◆ Aim of the task
Begin at the line containing "filename src/utils/sanitizer.rs" in the data below and go on through the line containing "repository fb3764460e7bdfa6", repeating each line exactly; include both ends and no other line.

◆ Dataset excerpts
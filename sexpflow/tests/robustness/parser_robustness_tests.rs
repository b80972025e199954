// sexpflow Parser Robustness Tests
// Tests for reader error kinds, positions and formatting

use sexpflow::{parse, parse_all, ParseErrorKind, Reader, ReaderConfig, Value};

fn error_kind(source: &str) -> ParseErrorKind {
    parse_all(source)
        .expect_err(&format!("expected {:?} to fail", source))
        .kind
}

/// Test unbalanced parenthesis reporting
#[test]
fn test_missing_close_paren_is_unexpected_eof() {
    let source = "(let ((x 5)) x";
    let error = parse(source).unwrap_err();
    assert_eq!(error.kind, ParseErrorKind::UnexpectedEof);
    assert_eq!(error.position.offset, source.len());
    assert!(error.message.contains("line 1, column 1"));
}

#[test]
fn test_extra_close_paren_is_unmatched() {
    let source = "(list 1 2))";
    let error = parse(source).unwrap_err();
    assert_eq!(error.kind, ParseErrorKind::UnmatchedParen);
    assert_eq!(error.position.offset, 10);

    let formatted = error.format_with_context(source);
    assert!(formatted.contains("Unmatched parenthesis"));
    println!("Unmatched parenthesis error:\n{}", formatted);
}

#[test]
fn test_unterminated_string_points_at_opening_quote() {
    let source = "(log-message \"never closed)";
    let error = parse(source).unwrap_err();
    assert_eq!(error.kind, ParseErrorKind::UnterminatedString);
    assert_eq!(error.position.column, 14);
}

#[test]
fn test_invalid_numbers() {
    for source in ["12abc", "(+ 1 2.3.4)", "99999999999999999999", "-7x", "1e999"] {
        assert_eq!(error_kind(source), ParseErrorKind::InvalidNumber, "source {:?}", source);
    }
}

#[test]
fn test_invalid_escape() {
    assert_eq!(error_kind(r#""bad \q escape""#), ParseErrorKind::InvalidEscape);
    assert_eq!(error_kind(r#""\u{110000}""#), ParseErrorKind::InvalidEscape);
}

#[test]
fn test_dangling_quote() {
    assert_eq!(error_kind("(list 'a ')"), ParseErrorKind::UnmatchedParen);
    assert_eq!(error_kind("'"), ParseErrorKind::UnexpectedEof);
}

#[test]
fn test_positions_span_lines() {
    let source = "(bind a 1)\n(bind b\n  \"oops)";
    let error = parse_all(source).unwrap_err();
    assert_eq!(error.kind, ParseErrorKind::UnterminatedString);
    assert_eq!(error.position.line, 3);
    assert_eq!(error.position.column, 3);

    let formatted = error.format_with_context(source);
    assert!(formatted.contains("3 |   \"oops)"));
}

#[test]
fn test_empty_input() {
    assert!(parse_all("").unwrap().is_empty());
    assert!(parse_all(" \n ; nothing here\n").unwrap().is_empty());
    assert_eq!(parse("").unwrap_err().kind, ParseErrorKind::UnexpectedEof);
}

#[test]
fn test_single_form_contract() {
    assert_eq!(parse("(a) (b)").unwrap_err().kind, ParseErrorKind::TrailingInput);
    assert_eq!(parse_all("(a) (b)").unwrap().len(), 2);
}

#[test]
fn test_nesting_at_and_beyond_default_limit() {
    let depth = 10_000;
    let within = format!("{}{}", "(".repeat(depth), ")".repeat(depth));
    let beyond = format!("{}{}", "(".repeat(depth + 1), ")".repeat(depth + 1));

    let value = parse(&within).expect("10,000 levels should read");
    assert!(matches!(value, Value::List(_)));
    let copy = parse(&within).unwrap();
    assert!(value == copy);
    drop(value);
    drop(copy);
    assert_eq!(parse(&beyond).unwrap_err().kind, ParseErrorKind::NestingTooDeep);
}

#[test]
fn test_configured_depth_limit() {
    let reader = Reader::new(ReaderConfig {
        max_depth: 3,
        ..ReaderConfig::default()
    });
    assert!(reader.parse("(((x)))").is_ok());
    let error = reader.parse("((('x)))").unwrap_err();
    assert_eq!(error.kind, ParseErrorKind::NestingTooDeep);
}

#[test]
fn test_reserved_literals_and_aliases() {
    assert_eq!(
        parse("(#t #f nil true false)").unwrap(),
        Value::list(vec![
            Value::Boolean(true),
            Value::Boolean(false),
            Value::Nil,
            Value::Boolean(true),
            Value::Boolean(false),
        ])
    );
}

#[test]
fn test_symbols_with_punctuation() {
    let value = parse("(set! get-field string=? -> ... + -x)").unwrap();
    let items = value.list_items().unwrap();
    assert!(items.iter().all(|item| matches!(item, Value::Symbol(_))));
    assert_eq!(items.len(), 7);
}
--
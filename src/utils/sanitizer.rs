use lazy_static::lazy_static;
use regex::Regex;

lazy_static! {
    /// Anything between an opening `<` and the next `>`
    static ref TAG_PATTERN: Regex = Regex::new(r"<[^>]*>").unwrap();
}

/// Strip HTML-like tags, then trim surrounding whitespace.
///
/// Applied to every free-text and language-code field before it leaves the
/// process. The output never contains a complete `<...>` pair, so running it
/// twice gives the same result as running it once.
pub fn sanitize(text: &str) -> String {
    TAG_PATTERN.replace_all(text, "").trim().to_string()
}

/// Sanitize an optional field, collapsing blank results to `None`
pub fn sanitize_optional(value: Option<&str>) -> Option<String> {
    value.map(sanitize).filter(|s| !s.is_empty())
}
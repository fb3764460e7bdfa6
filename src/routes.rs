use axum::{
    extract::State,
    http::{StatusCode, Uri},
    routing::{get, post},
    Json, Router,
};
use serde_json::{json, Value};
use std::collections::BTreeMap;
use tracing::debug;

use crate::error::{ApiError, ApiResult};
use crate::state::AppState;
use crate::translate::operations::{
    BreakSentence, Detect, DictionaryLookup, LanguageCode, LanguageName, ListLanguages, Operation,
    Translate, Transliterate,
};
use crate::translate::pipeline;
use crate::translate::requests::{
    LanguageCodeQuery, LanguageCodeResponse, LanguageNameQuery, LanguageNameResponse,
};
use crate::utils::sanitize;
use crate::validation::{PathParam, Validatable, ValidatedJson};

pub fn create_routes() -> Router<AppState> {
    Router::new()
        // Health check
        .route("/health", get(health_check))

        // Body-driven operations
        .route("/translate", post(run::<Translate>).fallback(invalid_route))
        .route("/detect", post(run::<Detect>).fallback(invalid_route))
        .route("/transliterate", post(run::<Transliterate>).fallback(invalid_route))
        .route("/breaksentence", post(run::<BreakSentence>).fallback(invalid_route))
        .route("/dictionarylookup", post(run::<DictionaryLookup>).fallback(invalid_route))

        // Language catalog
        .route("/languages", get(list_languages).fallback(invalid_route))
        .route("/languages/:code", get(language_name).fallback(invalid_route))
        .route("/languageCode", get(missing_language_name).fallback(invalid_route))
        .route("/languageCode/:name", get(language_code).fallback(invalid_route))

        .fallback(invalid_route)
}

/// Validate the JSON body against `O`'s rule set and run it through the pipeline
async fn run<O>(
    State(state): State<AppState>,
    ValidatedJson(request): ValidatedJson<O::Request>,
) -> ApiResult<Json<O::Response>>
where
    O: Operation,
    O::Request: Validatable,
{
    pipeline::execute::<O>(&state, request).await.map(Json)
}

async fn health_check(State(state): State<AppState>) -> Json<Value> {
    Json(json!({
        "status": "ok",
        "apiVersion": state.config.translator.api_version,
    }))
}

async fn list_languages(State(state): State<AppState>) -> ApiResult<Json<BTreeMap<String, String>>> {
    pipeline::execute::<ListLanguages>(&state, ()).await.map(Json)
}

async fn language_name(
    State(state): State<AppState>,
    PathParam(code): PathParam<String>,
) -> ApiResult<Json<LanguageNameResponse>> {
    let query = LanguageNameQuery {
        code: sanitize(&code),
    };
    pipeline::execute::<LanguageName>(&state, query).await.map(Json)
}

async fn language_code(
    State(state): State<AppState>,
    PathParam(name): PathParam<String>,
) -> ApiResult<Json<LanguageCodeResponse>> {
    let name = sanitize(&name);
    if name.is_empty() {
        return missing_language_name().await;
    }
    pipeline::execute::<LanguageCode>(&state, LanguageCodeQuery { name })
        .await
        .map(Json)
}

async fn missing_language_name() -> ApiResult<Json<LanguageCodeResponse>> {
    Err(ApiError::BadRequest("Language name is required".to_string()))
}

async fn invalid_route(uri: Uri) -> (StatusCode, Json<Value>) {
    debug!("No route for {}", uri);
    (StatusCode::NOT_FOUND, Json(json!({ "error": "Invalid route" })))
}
--
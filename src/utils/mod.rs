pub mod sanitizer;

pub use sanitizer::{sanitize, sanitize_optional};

◆ Output
filename src/utils/sanitizer.rs
use lazy_static::lazy_static;
use regex::Regex;

lazy_static! {
    /// Anything between an opening `<` and the next `>`
    static ref TAG_PATTERN: Regex = Regex::new(r"<[^>]*>").unwrap();
}

/// Strip HTML-like tags, then trim surrounding whitespace.
///
/// Applied to every free-text and language-code field before it leaves the
/// process. The output never contains a complete `<...>` pair, so running it
/// twice gives the same result as running it once.
pub fn sanitize(text: &str) -> String {
    TAG_PATTERN.replace_all(text, "").trim().to_string()
}

/// Sanitize an optional field, collapsing blank results to `None`
pub fn sanitize_optional(value: Option<&str>) -> Option<String> {
    value.map(sanitize).filter(|s| !s.is_empty())
}
repository fb3764460e7bdfa6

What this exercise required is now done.